Ask any dermatologist and they will tell you that the skin is the largest organ in the human body. And this important organ has the tough task of protecting us from our environment. Our skin has to deal with free radicals from normal cellular activity while managing the free radicals from ultraviolet light, injury and inflammation.
A good way to demonstrate the effects of the sun on your skin is to cross your arms and compare the top of one forearm to the underside of the other. It is easy to see the difference between the exposed skin and the protected skin. The key to minimizing the damage from the environment and the sun is twofold. The first important way to minimize environmental injury is prevention. Wearing sunscreen, a hat, long sleeves, and avoiding outdoor activities during the peak sun hours between 10 a.m. and 3 p.m. are some easy ways to prevent skin damage. The second way to minimize wear-and-tear is to provide the skin with antioxidants that help prevent cell damage. The antioxidants and micronutrients in foods that help from the inside can also be used topically to provide skin protection and prevent aging.
Vitamin C is the most well-known antioxidant. There are many benefits to vitamin C in the diet. For the skin, vitamin C seems to work in conjunction with vitamin E. Studies have shown decreased redness after ultraviolet light exposure in subjects who received vitamin C and vitamin E supplementation compared with subjects who did not receive supplementation. Basically, vitamin C and E supplementation decreased sunburns.
This does not mean that vitamin C and E prevent sunburns. You still need sunscreen. The studies show that supplementation with vitamin C and E only helps improve the skin’s response to ultraviolet light. It is this response to ultraviolet light that causes the redness, inflammation, and DNA damage that leads to aging and skin cancer. There is still injury in the subjects who took a supplement with the vitamin C and E.

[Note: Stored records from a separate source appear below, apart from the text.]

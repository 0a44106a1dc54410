//! Operator-facing summary of a reconciliation run

use std::fmt::Write;

use colored::Colorize;

use crate::errors::ReconcileError;
use crate::models::result::{FinalStatus, PatchOutcome, ReconciliationResult, ServiceAction};

/// Human readable summary printed to stdout
pub fn render_summary(result: &ReconciliationResult, host: &str) -> String {
    let mut out = String::new();

    let status = match result.final_status {
        FinalStatus::Stable => "STABLE".bold().green(),
        FinalStatus::TimedOut => "TIMED OUT".bold().yellow(),
        FinalStatus::Failed => "FAILED".bold().red(),
    };
    let action = match result.service_action {
        ServiceAction::Created => "created",
        ServiceAction::Updated => "updated",
    };

    let _ = writeln!(out, "{} {}", "Deployment".bold().cyan(), status);
    let _ = writeln!(out, "  {:<16}{}", "service", result.service_name.bold());
    let _ = writeln!(out, "  {:<16}{}", "cluster", result.cluster_name);
    let _ = writeln!(out, "  {:<16}{} ({})", "task definition", result.task_definition, action);
    let _ = writeln!(
        out,
        "  {:<16}{}/{}",
        "tasks running", result.running_count, result.desired_count
    );
    let _ = writeln!(out, "  {:<16}{}", "log ingress", describe_patch(&result.network_patch));
    if let Some(reason) = &result.failure_reason {
        let _ = writeln!(out, "  {:<16}{}", "reason", reason.red());
    }
    let elapsed = result.finished_at - result.started_at;
    let _ = writeln!(
        out,
        "  {:<16}{}s on {}",
        "elapsed",
        elapsed.num_seconds(),
        host
    );
    let _ = writeln!(out, "  {:<16}{}", "run", result.run_id.dimmed());

    let _ = writeln!(out, "{}", "Progress".bold().cyan());
    for (i, entry) in result.trail.iter().enumerate() {
        let _ = writeln!(
            out,
            "  {} {} {}",
            format!("[{}]", i + 1).bold().yellow(),
            entry.at.format("%H:%M:%S"),
            entry.message
        );
    }

    if result.final_status == FinalStatus::TimedOut {
        let _ = writeln!(
            out,
            "{}: the rollout is still in progress and may complete without this run",
            "Note".bold()
        );
    }
    out
}

/// One-line error report printed to stderr
pub fn render_failure(err: &ReconcileError) -> String {
    format!(
        "{} {} (exit {})",
        "Deployment aborted:".bold().red(),
        err,
        err.exit_code()
    )
}

fn describe_patch(outcome: &PatchOutcome) -> String {
    match outcome {
        PatchOutcome::Authorized => "authorized".green().to_string(),
        PatchOutcome::AlreadyPresent => "already present".to_string(),
        PatchOutcome::Skipped(reason) => format!("skipped ({})", reason),
        PatchOutcome::Degraded(reason) => format!("{} ({})", "degraded".yellow(), reason),
    }
}
//! Deployment reconciler
//!
//! Drives one reconciliation run: probe, decide, register, apply, patch
//! network rules, wait. The run is strictly sequential; each remote call
//! completes before the next one starts.

use std::sync::Arc;

use chrono::Utc;
use tracing::{error, info, Instrument};

use crate::deploy::applier::{Applier, ServicePlan};
use crate::deploy::fsm::{ReconcileEvent, ReconcileFsm};
use crate::deploy::network::{NetworkPatchOptions, NetworkPatcher};
use crate::deploy::probe::Prober;
use crate::deploy::waiter::{Convergence, ConvergenceWaiter, WaiterOptions};
use crate::errors::ReconcileError;
use crate::models::result::{FinalStatus, PatchOutcome, ReconciliationResult, TrailEntry};
use crate::models::spec::DeploymentSpec;
use crate::plane::ControlPlane;
use crate::utils::{generate_uuid, RetryOptions};

/// Reconciler settings
#[derive(Debug, Clone, Default)]
pub struct ReconcilerOptions {
    /// Retry policy for reads
    pub retry: RetryOptions,

    /// Convergence wait settings
    pub waiter: WaiterOptions,

    /// Logging endpoint ingress settings
    pub network: NetworkPatchOptions,
}

/// Phase tracking plus the progress trail shown to the operator
struct Progress {
    fsm: ReconcileFsm,
    trail: Vec<TrailEntry>,
}

impl Progress {
    fn new() -> Self {
        Self {
            fsm: ReconcileFsm::new(),
            trail: Vec::new(),
        }
    }

    fn advance(&mut self, event: ReconcileEvent, message: String) -> Result<(), ReconcileError> {
        let phase = self
            .fsm
            .process(event)
            .map_err(ReconcileError::Internal)?;
        info!("[{:?}] {}", phase, message);
        self.trail.push(TrailEntry {
            phase,
            message,
            at: Utc::now(),
        });
        Ok(())
    }
}

/// Converges one service onto a [`DeploymentSpec`]
pub struct Reconciler {
    plane: Arc<dyn ControlPlane>,
    options: ReconcilerOptions,
}

impl Reconciler {
    pub fn new(plane: Arc<dyn ControlPlane>, options: ReconcilerOptions) -> Self {
        Self { plane, options }
    }

    /// Run one reconciliation.
    ///
    /// Configuration and conflict errors abort before anything is mutated.
    /// A convergence timeout is reported through
    /// [`FinalStatus::TimedOut`], not as an error.
    pub async fn reconcile(
        &self,
        spec: &DeploymentSpec,
    ) -> Result<ReconciliationResult, ReconcileError> {
        let run_id = generate_uuid();
        let span = tracing::info_span!(
            "reconcile",
            run_id = %run_id,
            service = %spec.service_name()
        );

        async {
            let mut progress = Progress::new();
            let result = self.run(spec, &run_id, &mut progress).await;
            if let Err(e) = &result {
                error!("Reconciliation of {} failed: {}", spec.service_name(), e);
                // A failed transition after an error cannot itself fail
                let _ = progress.fsm.process(ReconcileEvent::Fail(e.to_string()));
            }
            result
        }
        .instrument(span)
        .await
    }

    async fn run(
        &self,
        spec: &DeploymentSpec,
        run_id: &str,
        progress: &mut Progress,
    ) -> Result<ReconciliationResult, ReconcileError> {
        let started_at = Utc::now();
        let plane = self.plane.as_ref();
        let prober = Prober::new(plane, self.options.retry.clone());
        let applier = Applier::new(plane);

        // Probe and decide before any mutation
        prober.probe_cluster(spec.cluster_name()).await?;
        let previous = prober.probe_task_definition(spec.task_family()).await?;
        let probe = prober
            .probe_service(spec.cluster_name(), spec.service_name())
            .await?;
        let plan = ServicePlan::decide(spec, &probe)?;
        progress.advance(
            ReconcileEvent::Validate,
            format!(
                "validated {} ({}, {} cpu / {} MiB, {}), service will be {:?}",
                spec.service_name(),
                spec.image(),
                spec.cpu(),
                spec.memory(),
                spec.architecture(),
                plan.action()
            ),
        )?;

        let task_definition = applier.register(spec, run_id, previous.as_ref()).await?;
        progress.advance(
            ReconcileEvent::Register,
            format!("registered revision {}", task_definition),
        )?;

        let service = applier.apply(spec, plan, &task_definition).await?;
        progress.advance(
            ReconcileEvent::Apply,
            format!(
                "service {} {:?} in {} (desired {})",
                service.name,
                plan.action(),
                service.cluster,
                service.desired_count
            ),
        )?;

        let patcher = NetworkPatcher::new(plane, &prober, self.options.network.clone());
        let network_patch = patcher.patch(spec).await;
        progress.advance(ReconcileEvent::Patch, describe_patch(&network_patch))?;

        progress.advance(
            ReconcileEvent::Wait,
            format!(
                "waiting up to {:?} for convergence",
                self.options.waiter.timeout
            ),
        )?;
        let waiter = ConvergenceWaiter::new(&prober, self.options.waiter.clone());
        let convergence = waiter
            .wait(spec.cluster_name(), spec.service_name())
            .await?;

        let (running_count, desired_count) = convergence.counts();
        let (final_status, failure_reason) = match convergence {
            Convergence::Stable { .. } => {
                progress.advance(
                    ReconcileEvent::Converge,
                    format!("stable with {}/{} tasks running", running_count, desired_count),
                )?;
                (FinalStatus::Stable, None)
            }
            Convergence::TimedOut { .. } => {
                progress.advance(
                    ReconcileEvent::Timeout,
                    format!(
                        "not stable yet ({}/{} tasks running); rollout continues remotely",
                        running_count, desired_count
                    ),
                )?;
                (FinalStatus::TimedOut, None)
            }
            Convergence::Failed { reason, .. } => {
                progress.advance(
                    ReconcileEvent::Fail(reason.clone()),
                    format!("rollout failed: {}", reason),
                )?;
                (FinalStatus::Failed, Some(reason))
            }
        };

        Ok(ReconciliationResult {
            run_id: run_id.to_string(),
            service_name: spec.service_name().to_string(),
            cluster_name: spec.cluster_name().to_string(),
            task_definition,
            service_action: plan.action(),
            final_status,
            running_count,
            desired_count,
            network_patch,
            failure_reason,
            trail: std::mem::take(&mut progress.trail),
            started_at,
            finished_at: Utc::now(),
        })
    }
}

fn describe_patch(outcome: &PatchOutcome) -> String {
    match outcome {
        PatchOutcome::Authorized => "logging endpoint ingress authorized".to_string(),
        PatchOutcome::AlreadyPresent => "logging endpoint ingress already present".to_string(),
        PatchOutcome::Skipped(reason) => format!("logging endpoint ingress skipped: {}", reason),
        PatchOutcome::Degraded(reason) => {
            format!("logging endpoint ingress degraded: {}", reason)
        }
    }
}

Many cosmacueticals have been adding vitamin C (ascorbic acid) to their formulations because it helps the skin. Topical vitamin C is absorbed through the skin and has been shown to improve ultraviolet induced skin damage, pigmentation and wrinkling. The most important factor in choosing a topical vitamin C is to find a topical product that provides a stable vitamin C in usable concentrations.
Research also shows that the best nutrients for your skin are in the same SuperFoods that nourish our bodies from the inside. And they can be used on the skin! Lycopene, a carotenoid found in high concentrations in tomatoes, is another antioxidant that prevents some degree of UV-induced skin damage when used topically. Studies of topical lycopene have shown it has a greater ultraviolet protective ability than a product containing a mixture of vitamin E and C. Topical spinach extract, pomegranate extract, green tea extract, soymilk, and broccoli sprout extract have also each been shown to decrease the development of skin cancers in mice exposed to carcinogens.
You may or may not want to add some of these SuperFood extractions to your sunscreen, but they certainly help.